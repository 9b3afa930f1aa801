//! Main crate for the `nextdns4me` application.
//!
//! `nextdns4me` keeps the rewrite list of a NextDNS profile in sync with a hosts-style record list,
//! either fetched from dns4me and merged with custom records, or made of custom records only.
//!
//! The following modules might be of interest if you want to add new functionality:
//! - [`provider`]s hold the current rewrites and accept changes to them
//! - [`source`]s produce the hosts text that describes the target state, [`hosts`] turns it into rewrites
//! - [`plan`] computes the changes needed to go from the current to the target state
//! - [`executor`] applies a plan concurrently, throttled by a [`ratelimit`] limiter
//! - [`notify`] reports fatal failures to an external channel
//! - [`job`] ties all of the above together into a single run

#![allow(clippy::uninlined_format_args)]

pub mod executor;
pub mod hosts;
pub mod job;
pub mod notify;
pub mod plan;
pub mod provider;
pub mod ratelimit;
pub mod source;
//! A single synchronisation run: fetch both states, compare them and apply the difference.
//!
//! Fatal failures are logged and reported through a [`DiscordNotifier`] before being returned.
//! Failures of individual changes are part of the [`RunResult`] and do not fail the run.

use std::{num::NonZeroUsize, str::FromStr, time::Duration};

use log::{error, info};
use thiserror::Error;

use crate::{
    executor::{Executor, ExecutorError, RunResult},
    hosts,
    notify::{DiscordNotifier, Notifier},
    plan::Plan,
    provider::{NextDnsProvider, NextDnsProviderConfig, Provider, ProviderError},
    ratelimit::SlidingWindowLimiter,
    source::{CustomSource, Dns4meSource, Dns4meSourceConfig, HostsSource, SourceError},
};

/// Where the target rewrites come from
#[derive(Debug, Copy, Clone, PartialEq, Eq, Hash)]
pub enum RunMode {
    /// Download the dns4me hosts list and merge it with the custom records
    Internal,
    /// Use the custom records only
    External,
}
impl FromStr for RunMode {
    type Err = JobError;

    fn from_str(s: &str) -> Result<Self, Self::Err> {
        match s {
            "internal" => Ok(RunMode::Internal),
            "external" => Ok(RunMode::External),
            _ => Err(JobError::RunMode(s.to_owned())),
        }
    }
}
/// Everything a run needs to know. Usually built from the command line
#[derive(Clone, PartialEq, Eq, Hash)]
pub struct JobConfig<'a> {
    /// Run mode as given by the user, see [`RunMode`]
    pub run: &'a str,
    pub nextdns_api_base: &'a str,
    pub nextdns_profile: &'a str,
    pub nextdns_api_key: &'a str,
    pub dns4me_api_base: &'a str,
    pub dns4me_api_key: Option<&'a str>,
    pub custom_records: Option<&'a str>,
    pub discord_webhook_url: &'a str,
    pub rate_limit_calls: NonZeroUsize,
    pub rate_limit_period: Duration,
    pub dry_run: bool,
}

// Keys and the webhook URL must not end up in logs
impl std::fmt::Debug for JobConfig<'_> {
    fn fmt(&self, f: &mut std::fmt::Formatter<'_>) -> std::fmt::Result {
        f.debug_struct("JobConfig")
            .field("run", &self.run)
            .field("nextdns_api_base", &self.nextdns_api_base)
            .field("nextdns_profile", &self.nextdns_profile)
            .field("dns4me_api_base", &self.dns4me_api_base)
            .field("custom_records", &self.custom_records)
            .field("rate_limit_calls", &self.rate_limit_calls)
            .field("rate_limit_period", &self.rate_limit_period)
            .field("dry_run", &self.dry_run)
            .finish_non_exhaustive()
    }
}

/// Failures that abort a run
#[derive(Error, Debug)]
pub enum JobError {
    #[error("Invalid run mode '{0}'. Please use 'internal' or 'external'.")]
    RunMode(String),
    #[error("Error setting up NextDNS provider: {0}")]
    Provider(ProviderError),
    #[error("Error fetching current rewrites from NextDNS: {0}")]
    CurrentRewrites(ProviderError),
    #[error("Error fetching or processing dns4me hosts: {0}")]
    Hosts(SourceError),
    #[error("Error applying changes: {0}")]
    Executor(#[from] ExecutorError),
}

/// Perform a run and report any fatal error through the configured webhook
pub fn run_job(config: &JobConfig) -> Result<RunResult, JobError> {
    sync(config).map_err(|e| {
        error!("{}", e);
        match DiscordNotifier::new(config.discord_webhook_url) {
            Ok(notifier) => notifier.notify(&e.to_string()),
            Err(ne) => error!("Unable to create Discord notifier: {}", ne),
        }
        e
    })
}

fn get_provider(config: &JobConfig) -> Result<NextDnsProvider, ProviderError> {
    let mut provider = NextDnsProvider::from_config(&NextDnsProviderConfig {
        api_base: config.nextdns_api_base,
        profile: config.nextdns_profile,
        api_key: config.nextdns_api_key,
    })?;
    if config.dry_run && provider.supports_dry_run() {
        provider.set_dry_run(true);
    }
    Ok(provider)
}

fn get_source(config: &JobConfig, mode: RunMode) -> Result<Box<dyn HostsSource>, SourceError> {
    let custom_records = config.custom_records.unwrap_or_default();
    match mode {
        RunMode::Internal => {
            info!("Internal run - fetching dns4me and merging with custom records");
            let api_key = config
                .dns4me_api_key
                .ok_or_else(|| "no dns4me API key configured".to_string())?;
            Ok(Box::new(Dns4meSource::from_config(&Dns4meSourceConfig {
                api_base: config.dns4me_api_base,
                api_key,
                custom_records,
            })?))
        }
        RunMode::External => {
            info!("External run - updating NextDNS rewrites with custom records only");
            Ok(Box::new(CustomSource::new(custom_records)))
        }
    }
}

fn sync(config: &JobConfig) -> Result<RunResult, JobError> {
    let mode: RunMode = config.run.parse()?;

    let provider = get_provider(config).map_err(JobError::Provider)?;
    info!("Connected to NextDNS");

    let current = provider.rewrites().map_err(JobError::CurrentRewrites)?;
    info!("Retrieved {} rewrites from NextDNS", current.len());

    let source = get_source(config, mode).map_err(JobError::Hosts)?;
    let target = hosts::parse_records(&source.hosts().map_err(JobError::Hosts)?);
    info!("Parsed {} target rewrites", target.len());

    let plan = Plan::generate(&current, &target);
    info!("Creating the following rewrites: {:?}", plan.create_actions);
    info!("Deleting the following rewrites: {:?}", plan.delete_actions);
    if plan.is_empty() {
        info!("Nothing to do");
        return Ok(RunResult::default());
    }

    let limiter = SlidingWindowLimiter::new(config.rate_limit_calls, config.rate_limit_period);
    let executor = Executor::try_new(&provider, &limiter)?;
    info!("Applying plan");
    let result = executor.run(plan);

    if result.failures.is_empty() {
        info!(
            "Plan applied. {} changes made, no errors were encountered",
            result.successes.len()
        );
    } else {
        error!(
            "The following errors were encountered while applying changes: {:?}",
            result.failures
        );
    }

    info!("Completed");
    Ok(result)
}
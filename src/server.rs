//! HTTP API server.
//!
//! Exposes the search engine and ingestion coordinator as a JSON HTTP API.
//! All caller-input validation lives here: the engine below assumes a
//! non-empty normalized query and in-range pagination.
//!
//! # Endpoints
//!
//! | Method | Path | Description |
//! |--------|------|-------------|
//! | `GET`  | `/search?q&page&limit&sort` | Relevance-ranked search |
//! | `GET`  | `/suggest?q&limit` | Autocomplete suggestions |
//! | `GET`  | `/products/category/{category}?page&limit` | Browse by category |
//! | `GET`  | `/products/brand/{brand}?page&limit` | Browse by brand |
//! | `GET`  | `/products/top?limit` | Top-rated products |
//! | `POST` | `/admin/load` | Ingest the configured CSV feed |
//! | `POST` | `/admin/clear` | Delete all products |
//! | `GET`  | `/admin/stats` | Catalog statistics |
//! | `GET`  | `/health` | Health check (returns version) |
//!
//! # Error Contract
//!
//! ```json
//! { "error": { "code": "bad_request", "message": "query parameter 'q' is required" } }
//! ```
//!
//! Error codes: `bad_request` (400), `empty_ingest` (400),
//! `store_unavailable` (500), `internal` (500).
//!
//! # CORS
//!
//! All origins, methods, and headers are permitted to support browser
//! storefront clients.

use axum::{
    extract::{Path, Query, State},
    http::StatusCode,
    response::{IntoResponse, Response},
    routing::{get, post},
    Json, Router,
};
use serde::{Deserialize, Serialize};
use sqlx::SqlitePool;
use std::sync::Arc;
use tower_http::cors::{Any, CorsLayer};

use crate::config::Config;
use crate::csv_source;
use crate::error::EngineError;
use crate::ingest::Ingestor;
use crate::models::{IngestReport, Product, SearchResult, SortMode};
use crate::search::SearchEngine;
use crate::stats::{self, CatalogStats};

/// Shared application state passed to all route handlers via Axum's
/// `State` extractor.
#[derive(Clone)]
struct AppState {
    config: Arc<Config>,
    engine: SearchEngine,
    ingestor: Ingestor,
    pool: SqlitePool,
}

/// Starts the HTTP server.
///
/// Binds to the address configured in `[server].bind` and registers all
/// route handlers. The server runs until the process is terminated.
pub async fn run_server(
    config: &Config,
    engine: SearchEngine,
    ingestor: Ingestor,
    pool: SqlitePool,
) -> anyhow::Result<()> {
    let bind_addr = config.server.bind.clone();
    let state = AppState {
        config: Arc::new(config.clone()),
        engine,
        ingestor,
        pool,
    };

    let cors = CorsLayer::new()
        .allow_origin(Any)
        .allow_methods(Any)
        .allow_headers(Any);

    let app = Router::new()
        .route("/search", get(handle_search))
        .route("/suggest", get(handle_suggest))
        .route("/products/category/{category}", get(handle_by_category))
        .route("/products/brand/{brand}", get(handle_by_brand))
        .route("/products/top", get(handle_top_rated))
        .route("/admin/load", post(handle_load))
        .route("/admin/clear", post(handle_clear))
        .route("/admin/stats", get(handle_stats))
        .route("/health", get(handle_health))
        .layer(cors)
        .with_state(state);

    println!("storefront-search listening on http://{}", bind_addr);

    let listener = tokio::net::TcpListener::bind(&bind_addr).await?;
    axum::serve(listener, app).await?;

    Ok(())
}

// ============ Error response ============

/// JSON error response body.
#[derive(Serialize)]
struct ErrorBody {
    error: ErrorDetail,
}

#[derive(Serialize)]
struct ErrorDetail {
    code: String,
    message: String,
}

/// Internal error type that converts into an Axum HTTP response.
struct AppError {
    status: StatusCode,
    code: String,
    message: String,
}

impl IntoResponse for AppError {
    fn into_response(self) -> Response {
        let body = ErrorBody {
            error: ErrorDetail {
                code: self.code,
                message: self.message,
            },
        };
        (self.status, Json(body)).into_response()
    }
}

fn bad_request(message: impl Into<String>) -> AppError {
    AppError {
        status: StatusCode::BAD_REQUEST,
        code: "bad_request".to_string(),
        message: message.into(),
    }
}

fn internal(message: impl Into<String>) -> AppError {
    AppError {
        status: StatusCode::INTERNAL_SERVER_ERROR,
        code: "internal".to_string(),
        message: message.into(),
    }
}

impl From<EngineError> for AppError {
    fn from(err: EngineError) -> Self {
        match err {
            EngineError::InvalidRequest(message) => bad_request(message),
            EngineError::StoreUnavailable(_) => AppError {
                status: StatusCode::INTERNAL_SERVER_ERROR,
                code: "store_unavailable".to_string(),
                message: err.to_string(),
            },
            EngineError::EmptyIngest => AppError {
                status: StatusCode::BAD_REQUEST,
                code: "empty_ingest".to_string(),
                message: err.to_string(),
            },
        }
    }
}

// ============ Parameter validation ============

fn validate_page(page: Option<i64>) -> Result<i64, AppError> {
    let page = page.unwrap_or(1);
    if page < 1 {
        return Err(bad_request("page must be greater than 0"));
    }
    Ok(page)
}

fn validate_limit(limit: Option<i64>, default: i64, max: i64) -> Result<i64, AppError> {
    let limit = limit.unwrap_or(default);
    if limit < 1 || limit > max {
        return Err(bad_request(format!("limit must be between 1 and {}", max)));
    }
    Ok(limit)
}

fn validate_sort(sort: Option<&str>) -> Result<SortMode, AppError> {
    match sort {
        None => Ok(SortMode::Relevance),
        Some(raw) => SortMode::parse(raw).ok_or_else(|| {
            bad_request(
                "sort must be one of relevance, price_asc, price_desc, rating, newest",
            )
        }),
    }
}

// ============ GET /search ============

#[derive(Deserialize)]
struct SearchParams {
    q: Option<String>,
    page: Option<i64>,
    limit: Option<i64>,
    sort: Option<String>,
}

async fn handle_search(
    State(state): State<AppState>,
    Query(params): Query<SearchParams>,
) -> Result<Json<SearchResult>, AppError> {
    let query = params
        .q
        .as_deref()
        .map(str::trim)
        .filter(|q| !q.is_empty())
        .ok_or_else(|| bad_request("query parameter 'q' is required"))?;

    let page = validate_page(params.page)?;
    let limit = validate_limit(
        params.limit,
        state.config.search.default_page_size,
        state.config.search.max_page_size,
    )?;
    let sort = validate_sort(params.sort.as_deref())?;

    let result = state.engine.search(query, page, limit, sort).await?;
    Ok(Json(result))
}

// ============ GET /suggest ============

#[derive(Deserialize)]
struct SuggestParams {
    q: Option<String>,
    limit: Option<i64>,
}

#[derive(Serialize)]
struct SuggestResponse {
    suggestions: Vec<String>,
    count: usize,
}

async fn handle_suggest(
    State(state): State<AppState>,
    Query(params): Query<SuggestParams>,
) -> Result<Json<SuggestResponse>, AppError> {
    let prefix = params
        .q
        .as_deref()
        .map(str::trim)
        .filter(|q| q.len() >= 2)
        .ok_or_else(|| bad_request("query parameter 'q' must be at least 2 characters"))?;

    let limit = validate_limit(params.limit, 10, 50)?;

    let suggestions = state.engine.suggest(prefix, limit as usize).await?;
    let count = suggestions.len();
    Ok(Json(SuggestResponse { suggestions, count }))
}

// ============ GET /products/category/{category}, /products/brand/{brand} ============

#[derive(Deserialize)]
struct BrowseParams {
    page: Option<i64>,
    limit: Option<i64>,
}

async fn handle_by_category(
    State(state): State<AppState>,
    Path(category): Path<String>,
    Query(params): Query<BrowseParams>,
) -> Result<Json<SearchResult>, AppError> {
    let page = validate_page(params.page)?;
    let limit = validate_limit(
        params.limit,
        state.config.search.default_page_size,
        state.config.search.max_page_size,
    )?;

    let result = state
        .engine
        .products_by_category(&category, page, limit)
        .await?;
    Ok(Json(result))
}

async fn handle_by_brand(
    State(state): State<AppState>,
    Path(brand): Path<String>,
    Query(params): Query<BrowseParams>,
) -> Result<Json<SearchResult>, AppError> {
    let page = validate_page(params.page)?;
    let limit = validate_limit(
        params.limit,
        state.config.search.default_page_size,
        state.config.search.max_page_size,
    )?;

    let result = state.engine.products_by_brand(&brand, page, limit).await?;
    Ok(Json(result))
}

// ============ GET /products/top ============

#[derive(Deserialize)]
struct TopParams {
    limit: Option<i64>,
}

#[derive(Serialize)]
struct TopRatedResponse {
    products: Vec<Product>,
    count: usize,
}

async fn handle_top_rated(
    State(state): State<AppState>,
    Query(params): Query<TopParams>,
) -> Result<Json<TopRatedResponse>, AppError> {
    let limit = validate_limit(params.limit, 20, state.config.search.max_page_size)?;

    let products = state.engine.top_rated(limit).await?;
    let count = products.len();
    Ok(Json(TopRatedResponse { products, count }))
}

// ============ POST /admin/load ============

async fn handle_load(State(state): State<AppState>) -> Result<Json<IngestReport>, AppError> {
    let csv_path = state.config.ingest.csv_path.clone();
    let records = tokio::task::spawn_blocking(move || csv_source::read_products(&csv_path))
        .await
        .map_err(|e| internal(e.to_string()))?
        .map_err(|e| internal(e.to_string()))?;

    let report = state.ingestor.load_records(records).await?;
    Ok(Json(report))
}

// ============ POST /admin/clear ============

#[derive(Serialize)]
struct ClearResponse {
    deleted: u64,
}

async fn handle_clear(State(state): State<AppState>) -> Result<Json<ClearResponse>, AppError> {
    let deleted = state.ingestor.clear_all().await?;
    Ok(Json(ClearResponse { deleted }))
}

// ============ GET /admin/stats ============

async fn handle_stats(State(state): State<AppState>) -> Result<Json<CatalogStats>, AppError> {
    let stats = stats::collect(&state.pool, &state.config)
        .await
        .map_err(|e| internal(e.to_string()))?;
    Ok(Json(stats))
}

// ============ GET /health ============

/// JSON response body for `GET /health`.
#[derive(Serialize)]
struct HealthResponse {
    status: String,
    version: String,
}

async fn handle_health() -> Json<HealthResponse> {
    Json(HealthResponse {
        status: "ok".to_string(),
        version: env!("CARGO_PKG_VERSION").to_string(),
    })
}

··········

WHAT TO WORK ON :: Determine the number of lines in the data above that contain the word "notify", and provide only that figure.

ANSWER TO THE EXERCISE :: 4